Filtered by: Lifestyle
Lifestyle

The state of Tacloban’s local library: Can propriety stand in the face of need?


The People's Center and Library in Tacloban City, Leyte still houses more than 100 families. Books were reportedly used by evacuees for kindling and toilet paper during the first few days after Typhoon Yolanda hit. Photo by Mark Zambrano
 
Super typhoon Yolanda made everyone and everything equal like no other event in Philippine history before it. It did not choose which lives and livelihoods to disrupt, which buildings to level.

And it seems that even those few buildings that did manage to withstand the raging winds and battering rains will not escape disruption. A prime example of such is the People's Center & Library of Tacloban.

Former president and dictator Ferdinand Marcos had the library built in 1979. By virtue of containing some valuable books on the history of both Leyte and the Philippines, it is considered a heritage site.

Today, the library also contains some one hundred families who had no choice but to take cover there when Yolanda struck and continue to seek shelter from the elements—some have even set up shops and carinderias.
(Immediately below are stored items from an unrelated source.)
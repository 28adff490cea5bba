//! This program sets up an external Hive metastore for a cluster from a setup host inside the
//! cluster network. Which step is run is chosen by passing different subcommands.

// Useful common routines
#[macro_use]
mod common;

mod initschema;
mod render;
mod setup;
mod verify;

use crate::common::error::SetupError;

fn run() -> Result<(), failure::Error> {
    let matches = clap::App::new("metastore-setup")
        .about(
            "This program sets up an external Hive metastore for a cluster from a setup host \
             inside the cluster network. Which step is run is chosen by passing different \
             subcommands.",
        )
        .arg(
            clap::Arg::with_name("DRY")
                .short("d")
                .long("dry_run")
                .help("Don't actually execute commands. Just print what would run and exit."),
        )
        .subcommand(setup::cli_options())
        .subcommand(render::cli_options())
        .subcommand(initschema::cli_options())
        .subcommand(verify::cli_options())
        .setting(clap::AppSettings::SubcommandRequired)
        .setting(clap::AppSettings::DisableVersion)
        .get_matches();

    let dry_run = matches.is_present("DRY");

    match matches.subcommand() {
        ("setup", Some(sub_m)) => setup::run(dry_run, sub_m),
        ("render", Some(sub_m)) => render::run(sub_m),
        ("initschema", Some(sub_m)) => initschema::run(dry_run, sub_m),
        ("verify", Some(sub_m)) => verify::run(dry_run, sub_m),

        _ => {
            unreachable!();
        }
    }
}

fn main() {
    use console::style;

    env_logger::init();

    // Always collect backtraces; the cost does not matter next to the downloads.
    std::env::set_var("RUST_BACKTRACE", "1");

    // If an error occurred, try to print something helpful.
    if let Err(err) = run() {
        const MESSAGE: &str =
r#"== ERROR ==================================================================================
`metastore-setup` encountered an error. The command log above may offer clues. If the error
pertains to SSH, you may be able to get useful information by setting the RUST_LOG=debug
environment variable. Setup can be re-run safely: downloads are repeated and the init script is
replaced."#;

        println!("{}", style(MESSAGE).red().bold());

        // Errors from SSH commands
        if err.downcast_ref::<spurs::SshError>().is_some() {
            println!("An error occurred while attempting to run a command over SSH");
        }

        match err.downcast_ref::<SetupError>() {
            Some(SetupError::Unreachable { .. }) => println!(
                "The setup host cannot reach the database. Check the firewall rules between the \
                 cluster network and the database, or pass --skip_probe."
            ),
            Some(SetupError::DryRunFailed { .. }) => println!(
                "The schematool dry run failed, so the schema was not touched. Fix the problem \
                 and run `initschema`."
            ),
            _ => {}
        }

        // Print error and backtrace
        println!(
            "`metastore-setup` encountered the following error:\n{}\n{}",
            err.as_fail(),
            err.backtrace(),
        );

        std::process::exit(101);
    }
}
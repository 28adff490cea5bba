//! Useful macros.

/// Time the given operations and push the time to the given `Vec<(&str, Duration)>`.
macro_rules! time {
    ($timers:ident, $label:literal, $expr:expr) => {{
        let start = std::time::Instant::now();
        let result = $expr;
        let duration = std::time::Instant::now() - start;
        $timers.push(($label, duration));
        result
    }};
}

/// Given an ordered list of path components, combine them into a path string. Trailing slashes on
/// a component are dropped so that `dir!("/opt/", "lib")` is `/opt/lib`.
macro_rules! dir {
    ($first:expr $(, $part:expr)* $(,)?) => {{
        #[allow(unused_mut)]
        let mut path = String::from($first);

        $(
            while path.len() > 1 && path.ends_with('/') {
                path.pop();
            }
            if !path.ends_with('/') {
                path.push('/');
            }
            path.push_str(String::from($part).trim_start_matches('/'));
        )*

        path
    }}
}

/// Run a bunch of commands with the same shell and optionally the same CWD.
macro_rules! with_shell {
    ($shell:ident $(in $cwd:expr)? => $($cmd:expr),+ $(,)?) => {{
        let cmds = vec![$($cmd),+];

        $(
            let cmds: Vec<_> = cmds.into_iter().map(|cmd| cmd.cwd($cwd)).collect();
        )?

        for cmd in cmds.into_iter() {
            $shell.run(cmd)?;
        }
    }}
}

#[cfg(test)]
mod test {
    #[test]
    fn dir_joins_components() {
        assert_eq!(dir!("/opt", "apache-hive-3.1.0-bin", "lib"), "/opt/apache-hive-3.1.0-bin/lib");
        assert_eq!(dir!("/dbfs/databricks/", "jars"), "/dbfs/databricks/jars");
        assert_eq!(dir!("/", "opt"), "/opt");
        assert_eq!(dir!("scripts"), "scripts");
    }
}
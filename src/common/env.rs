//! The environment snapshot: every resolved setting, secrets included, as a shell-sourceable
//! `KEY='value'` file on the setup host.
//!
//! The schematool steps source this file so that the credentials never show up in a command line
//! that gets echoed to the terminal. It lives in `/tmp` with mode `0600` and is removed at the end
//! of the run unless the operator asks to keep it.

use log::info;

use super::{
    config::MetastoreConfig, remote::FileStore, secrets::Credentials, shell_quote,
};

/// Where the snapshot is written on the setup host.
pub const ENV_FILE: &str = "/tmp/msenv.sh";

/// Render the snapshot. The output depends only on the inputs, in a fixed key order.
pub fn render(config: &MetastoreConfig, credentials: &Credentials) -> String {
    let port = config.db_port.to_string();
    let clean_version = config.clean_version();
    let init_schema = config.init_schema.to_string();

    let entries = [
        ("DBHOST", config.db_host.as_str()),
        ("DBPORT", port.as_str()),
        ("JDBCURL", config.jdbc_url.as_str()),
        ("JDBCDRIVER", config.driver_class()),
        ("SECRETSCOPE", config.secret_scope.as_str()),
        ("DBUSER_SECRETNAME", config.user_secret_key.as_str()),
        ("DBPASSWORD_SECRETNAME", config.password_secret_key.as_str()),
        ("HIVEVERSION", config.hive_version.as_str()),
        ("HIVEVERSIONCLEAN", clean_version.as_str()),
        ("METASTOREJARPATH", config.jar_path.as_str()),
        ("INITMETASTORE", init_schema.as_str()),
        ("DBTYPE", config.db_kind.schema_tool_name()),
        ("SQLUSER", credentials.user.as_str()),
        ("SQLPASSWD", credentials.password.as_str()),
    ];

    entries
        .iter()
        .map(|(key, value)| format!("{}={}\n", key, shell_quote(value)))
        .collect()
}

/// Write the snapshot to `ENV_FILE`, readable only by the setup user.
pub fn materialize<S: FileStore + ?Sized>(
    store: &S,
    config: &MetastoreConfig,
    credentials: &Credentials,
) -> Result<(), failure::Error> {
    store.put(ENV_FILE, &render(config, credentials), 0o600)?;
    info!("Wrote environment snapshot to {}", ENV_FILE);
    Ok(())
}

/// Materialize the snapshot, run `f`, then remove the snapshot again (unless `keep`), whether or
/// not `f` succeeded.
pub fn with_snapshot<S, T, F>(
    store: &S,
    config: &MetastoreConfig,
    credentials: &Credentials,
    keep: bool,
    f: F,
) -> Result<T, failure::Error>
where
    S: FileStore + ?Sized,
    F: FnOnce() -> Result<T, failure::Error>,
{
    materialize(store, config, credentials)?;

    let result = f();

    let cleanup = if keep {
        info!("Keeping environment snapshot {}", ENV_FILE);
        Ok(())
    } else {
        store.remove(ENV_FILE)
    };

    let value = result?;
    cleanup?;

    Ok(value)
}

#[cfg(test)]
mod test {
    use super::*;

    use crate::common::testing::{config, FakeHost};

    fn credentials() -> Credentials {
        Credentials {
            user: "hive".into(),
            password: "it's $ecret".into(),
        }
    }

    #[test]
    fn render_is_ordered_and_quoted() {
        let rendered = render(&config("postgres", "2.3.7"), &credentials());
        let lines: Vec<_> = rendered.lines().collect();

        assert_eq!(
            lines,
            vec![
                "DBHOST='pg.example.com'",
                "DBPORT='5432'",
                "JDBCURL='jdbc:postgresql://pg.example.com:5432/metastore'",
                "JDBCDRIVER='org.postgresql.Driver'",
                "SECRETSCOPE='metastore'",
                "DBUSER_SECRETNAME='dbuser'",
                "DBPASSWORD_SECRETNAME='dbpassword'",
                "HIVEVERSION='2.3.7'",
                "HIVEVERSIONCLEAN='237'",
                "METASTOREJARPATH='metastore_jars_2.3.7'",
                "INITMETASTORE='Yes'",
                "DBTYPE='postgres'",
                "SQLUSER='hive'",
                "SQLPASSWD='it'\\''s $ecret'",
            ]
        );
        assert!(rendered.ends_with('\n'));
    }

    #[test]
    fn render_is_deterministic() {
        let config = config("mssql", "3.1.0");
        assert_eq!(
            render(&config, &credentials()),
            render(&config, &credentials())
        );
    }

    #[test]
    fn materialize_writes_private_file() {
        let host = FakeHost::default();
        materialize(&host, &config("mysql", "2.3.7"), &credentials()).unwrap();

        let files = host.files.borrow();
        let (contents, mode) = &files[ENV_FILE];
        assert_eq!(*mode, 0o600);
        assert!(contents.contains("JDBCDRIVER='org.mariadb.jdbc.Driver'\n"));
    }

    #[test]
    fn snapshot_is_removed_even_on_failure() {
        let host = FakeHost::default();
        let config = config("postgres", "2.3.7");

        let result: Result<(), failure::Error> =
            with_snapshot(&host, &config, &credentials(), false, || {
                assert!(host.files.borrow().contains_key(ENV_FILE));
                Err(failure::format_err!("boom"))
            });

        assert!(result.is_err());
        assert!(!host.files.borrow().contains_key(ENV_FILE));
        assert_eq!(
            host.events.borrow().last().map(String::as_str),
            Some("remove /tmp/msenv.sh")
        );
    }

    #[test]
    fn snapshot_can_be_kept() {
        let host = FakeHost::default();
        let value = with_snapshot(
            &host,
            &config("postgres", "2.3.7"),
            &credentials(),
            true,
            || Ok(7),
        )
        .unwrap();

        assert_eq!(value, 7);
        assert!(host.files.borrow().contains_key(ENV_FILE));
    }
}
It may horrify bookworms, historians, and academics, but there have been reports of evacuees using the pages of books as toilet paper and fodder for fires.

But when one has survived a storm with very little barring the clothes on their back and relief goods still appear slow to arrive, does one truly have a choice? Can propriety still stand in the face of need?

According to the Presidential Commission on Good Government, the damage to the library worsened after the families settled down at the second floor, where the library is located.

“Yung nakarating na information sa amin sa mga taga-PCGG na yung mga pages ng mga libro na ginagamit na panggatong, ginagamit na pang-trapo,” said assistant librarian Noemi Duarte in a 24 Oras video Wednesday.

“May mga ihi na nakalagay sa bottle ng mga softdrinks. Mga garbage, nandiyan lang,” Duarte added.

Indeed, the prospect of cleaning up the library seems overwhelming. A few rooms are indeed strewn with litter and some antique tables and chairs have been used callously. To begin with, many of the books and their very shelves were already on their way to decay—the pages are stuck together thanks to flooding; the shelves are coated in layers of dust; the roof, windows, and walls are shattered and caved in.

However, residents deny Duarte's comments.

Community leader Jerome Espinosa said, “Hindi po 'yon katotohanan. Kasi po hindi naman siguro lahat ng libro pinanggatong nila. Siguro may ilan silang nakikitang libro na nagamit na. Hindi ko naman po kasi nakita noong time na 'yon, wala pa po yung committee dito.”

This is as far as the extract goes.